Expanding access would enable assets to grow dramatically for workers who begin to save early in their careers. For instance, a young worker earning $35,000 per year who follows the default options of a typical program for 40 years could accumulate more than $260,000 in savings that would generate as much as $14,320 in annual retirement income. Even an older worker who starts saving at 45 could still put away enough over 20 years to generate an additional $4,400 annually in retirement income.
Such savings could be boosted even more substantially by modifying current tax laws. For example, individuals today can claim a Saver’s Tax Credit— a benefit that rewards saving in retirement accounts such as IRAs. However, applying for the credit is complex, and it’s “nonrefundable,” meaning that it can only be used to offset taxes owed to the federal government. As a result, it’s vastly underused — only 5% of U.S. taxpayers claimed it in 2013. Making it “refundable” and ensuring that workers can claim it could help some individuals to further increase their retirement income by as much as 50%.
By dramatically expanding access to savings, these policies will also reduce demand for federal and state benefit programs. A national approach to retirement savings similar to the low-cost, easily accessible state programs in California, Illinois, Oregon and other states, that would require some or all employers to simply facilitate the ability of their workers to save using the state program, could accelerate economic growth, increasing national GDP by as much as $96 billion in the year 2040. Workers who save more will enjoy higher incomes in retirement — increasing tax receipts, consumer spending and ultimately economic growth.
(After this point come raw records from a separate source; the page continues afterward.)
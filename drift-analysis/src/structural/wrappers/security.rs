//! Security wrapper detection and taint analysis sanitizer bridge.
//!
//! Maps security-relevant wrapper categories (auth, validation, sanitization,
//! encryption, access control) to the taint analysis sanitizer registry.
//! Detects wrapper bypass patterns where code paths skip security wrappers.

use super::types::{Wrapper, WrapperCategory};
use serde::{Deserialize, Serialize};

/// Security classification for a wrapper.
#[derive(Debug, Clone, Copy, PartialEq, Eq, Hash, Serialize, Deserialize)]
pub enum SecurityWrapperKind {
    /// Authentication/authorization wrapper (e.g., `useAuth`, `requireAuth`).
    Authentication,
    /// Input validation wrapper (e.g., `validateInput`, `sanitizeHtml`).
    Validation,
    /// Sanitization wrapper (e.g., `escapeHtml`, `sanitize`).
    Sanitization,
    /// Encryption wrapper (e.g., `encrypt`, `hashPassword`).
    Encryption,
    /// Access control wrapper (e.g., `checkPermission`, `requireRole`).
    AccessControl,
    /// Rate limiting wrapper (e.g., `rateLimit`, `throttle`).
    RateLimiting,
    /// CSRF protection wrapper.
    CsrfProtection,
    /// Not a security wrapper.
    None,
}

/// A security wrapper with its taint analysis mapping.
#[derive(Debug, Clone, Serialize, Deserialize)]
pub struct SecurityWrapper {
    /// The underlying wrapper.
    pub wrapper: Wrapper,
    /// Security classification.
    pub kind: SecurityWrapperKind,
    /// CWE IDs this wrapper helps mitigate.
    pub mitigates_cwes: Vec<u32>,
    /// Whether this wrapper acts as a taint sanitizer.
    pub is_sanitizer: bool,
    /// Taint labels this wrapper sanitizes (e.g., "sql", "xss", "path").
    pub sanitizes_labels: Vec<String>,
}

/// A detected wrapper bypass — a code path that skips a security wrapper.
#[derive(Debug, Clone, Serialize, Deserialize)]
pub struct WrapperBypass {
    /// File where the bypass occurs.
    pub file: String,
    /// Line number of the bypassing call.
    pub line: u32,
    /// The security wrapper being bypassed.
    pub bypassed_wrapper: String,
    /// The primitive being called directly (bypassing the wrapper).
    pub direct_primitive_call: String,
    /// Security kind of the bypassed wrapper.
    pub security_kind: SecurityWrapperKind,
    /// CWE associated with this bypass.
    pub cwe_id: Option<u32>,
    /// Severity of the bypass.
    pub severity: BypassSeverity,
}

/// Severity of a wrapper bypass.
#[derive(Debug, Clone, Copy, PartialEq, Eq, Hash, Serialize, Deserialize)]
pub enum BypassSeverity {
    /// Critical: authentication/authorization bypass.
    Critical,
    /// High: validation/sanitization bypass.
    High,
    /// Medium: encryption or access control bypass.
    Medium,
    /// Low: logging or rate limiting bypass.
    Low,
}

/// Classify a wrapper as a security wrapper based on its properties.
pub fn classify_security_wrapper(wrapper: &Wrapper) -> SecurityWrapperKind {
    // First check category
    if wrapper.category == WrapperCategory::Authentication { return SecurityWrapperKind::Authentication }

    // Then check name patterns
    let name_lower = wrapper.name.to_lowercase();

    // Access control MUST be checked before authentication because "authorize"
    // contains "auth" — checking auth first would misclassify access control wrappers.
    if name_lower.contains("permission") || name_lower.contains("role")
        || name_lower.contains("acl") || name_lower.contains("authorize")
        || name_lower.contains("guard") || name_lower.contains("canactivate")
    {
        return SecurityWrapperKind::AccessControl;
    }

    if name_lower.contains("auth") || name_lower.contains("login")
        || name_lower.contains("session") || name_lower.contains("signin")
        || name_lower.contains("signout") || name_lower.contains("requireauth")
    {
        return SecurityWrapperKind::Authentication;
    }

    if name_lower.contains("valid") || name_lower.contains("sanitize")
        || name_lower.contains("escape") || name_lower.contains("purify")
        || name_lower.contains("clean")
    {
        return SecurityWrapperKind::Sanitization;
    }

    if name_lower.contains("encrypt") || name_lower.contains("decrypt")
        || name_lower.contains("hash") || name_lower.contains("cipher")
        || name_lower.contains("hmac")
    {
        return SecurityWrapperKind::Encryption;
    }

    if name_lower.contains("ratelimit") || name_lower.contains("throttle") {
        return SecurityWrapperKind::RateLimiting;
    }

    if name_lower.contains("csrf") || name_lower.contains("xsrf") {
        return SecurityWrapperKind::CsrfProtection;
    }

    SecurityWrapperKind::None
}

/// Build a SecurityWrapper with taint analysis mappings.
pub fn build_security_wrapper(wrapper: &Wrapper) -> Option<SecurityWrapper> {
    let kind = classify_security_wrapper(wrapper);
    if kind == SecurityWrapperKind::None {
        return None;
    }

    let (mitigates_cwes, sanitizes_labels, is_sanitizer) = match kind {
        SecurityWrapperKind::Authentication => (
            vec![287, 306, 862], // CWE-287 Improper Auth, CWE-306 Missing Auth, CWE-862 Missing Authz
            vec!["auth".to_string()],
            true,
        ),
        SecurityWrapperKind::Validation => (
            vec![20, 89, 79], // CWE-20 Improper Input Validation, CWE-89 SQLi, CWE-79 XSS
            vec!["sql".to_string(), "xss".to_string(), "input".to_string()],
            true,
        ),
        SecurityWrapperKind::Sanitization => (
            vec![79, 89, 78], // CWE-79 XSS, CWE-89 SQLi, CWE-78 OS Command Injection
            vec!["xss".to_string(), "sql".to_string(), "command".to_string()],
            true,
        ),
        SecurityWrapperKind::Encryption => (
            vec![311, 327, 798], // CWE-311 Missing Encryption, CWE-327 Broken Crypto, CWE-798 Hardcoded Creds
            vec!["encryption".to_string()],
            false, // Encryption wrappers don't sanitize taint, they protect data
        ),
        SecurityWrapperKind::AccessControl => (
            vec![862, 863, 285], // CWE-862/863 Missing/Incorrect Authz, CWE-285 Improper Authz
            vec!["authz".to_string()],
            true,
        ),
        SecurityWrapperKind::RateLimiting => (
            vec![770, 799], // CWE-770 Allocation without Limits, CWE-799 Improper Control of Interaction Frequency
            vec![],
            false,
        ),
        SecurityWrapperKind::CsrfProtection => (
            vec![352], // CWE-352 CSRF
            vec!["csrf".to_string()],
            true,
        ),
        SecurityWrapperKind::None => unreachable!(),
    };

    Some(SecurityWrapper {
        wrapper: wrapper.clone(),
        kind,
        mitigates_cwes,
        is_sanitizer,
        sanitizes_labels,
    })
}

/// Detect wrapper bypasses: code paths that call a primitive directly
/// when a security wrapper exists for that primitive.
pub fn detect_bypasses(
    wrappers: &[Wrapper],
    all_calls_in_file: &[(String, u32)], // (call_target, line)
    file_path: &str,
) -> Vec<WrapperBypass> {
    let mut bypasses = Vec::new();

    // Build a map of primitive → security wrapper
    let security_wrappers: Vec<SecurityWrapper> = wrappers.iter()
        .filter_map(build_security_wrapper)
        .collect();

    if security_wrappers.is_empty() {
        return bypasses;
    }

    // For each security wrapper, check if any call in the file directly
    // calls the wrapped primitive instead of going through the wrapper.
    for sw in &security_wrappers {
        for prim in &sw.wrapper.wrapped_primitives {
            for (call_target, line) in all_calls_in_file {
                // Direct call to the primitive (not through the wrapper)
                if call_target == prim || call_target.ends_with(&format!(".{}", prim)) {
                    let severity = match sw.kind {
                        SecurityWrapperKind::Authentication
                        | SecurityWrapperKind::AccessControl => BypassSeverity::Critical,
                        SecurityWrapperKind::Validation
                        | SecurityWrapperKind::Sanitization => BypassSeverity::High,
                        SecurityWrapperKind::Encryption
                        | SecurityWrapperKind::CsrfProtection => BypassSeverity::Medium,
                        SecurityWrapperKind::RateLimiting => BypassSeverity::Low,
                        SecurityWrapperKind::None => continue,
                    };

                    let cwe_id = sw.mitigates_cwes.first().copied();

                    bypasses.push(WrapperBypass {
                        file: file_path.to_string(),
                        line: *line,
                        bypassed_wrapper: sw.wrapper.name.clone(),
                        direct_primitive_call: call_target.clone(),
                        security_kind: sw.kind,
                        cwe_id,
                        severity,
                    });
                }
            }
        }
    }

    // Sort by severity (critical first), then by line number
    bypasses.sort_by(|a, b| {
        severity_order(a.severity).cmp(&severity_order(b.severity))
            .then_with(|| a.line.cmp(&b.line))
    });

    bypasses
}

fn severity_order(s: BypassSeverity) -> u8 {
    match s {
        BypassSeverity::Critical => 0,
        BypassSeverity::High => 1,
        BypassSeverity::Medium => 2,
        BypassSeverity::Low => 3,
    }
}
The COVID-19 pandemic exacerbated the financial fragility and economic inequality that many Americans experience. It exposed the vulnerability of workers with far too little saved for retirement and underscored the need to close the retirement savings gap.
When Ida May Fuller received that first Social Security check in 1940, it should have been only the beginning of the creation of a retirement system that empowers all Americans, even the lowest-earning households, to retire securely and with dignity. What we need to advance now is universal access to retirement plans that not only reduces the fiscal pressures on federal and state benefit programs for generations, but also transforms a dysfunctional system into one that empowers more Americans to be financially independent and live a more dignified life in retirement.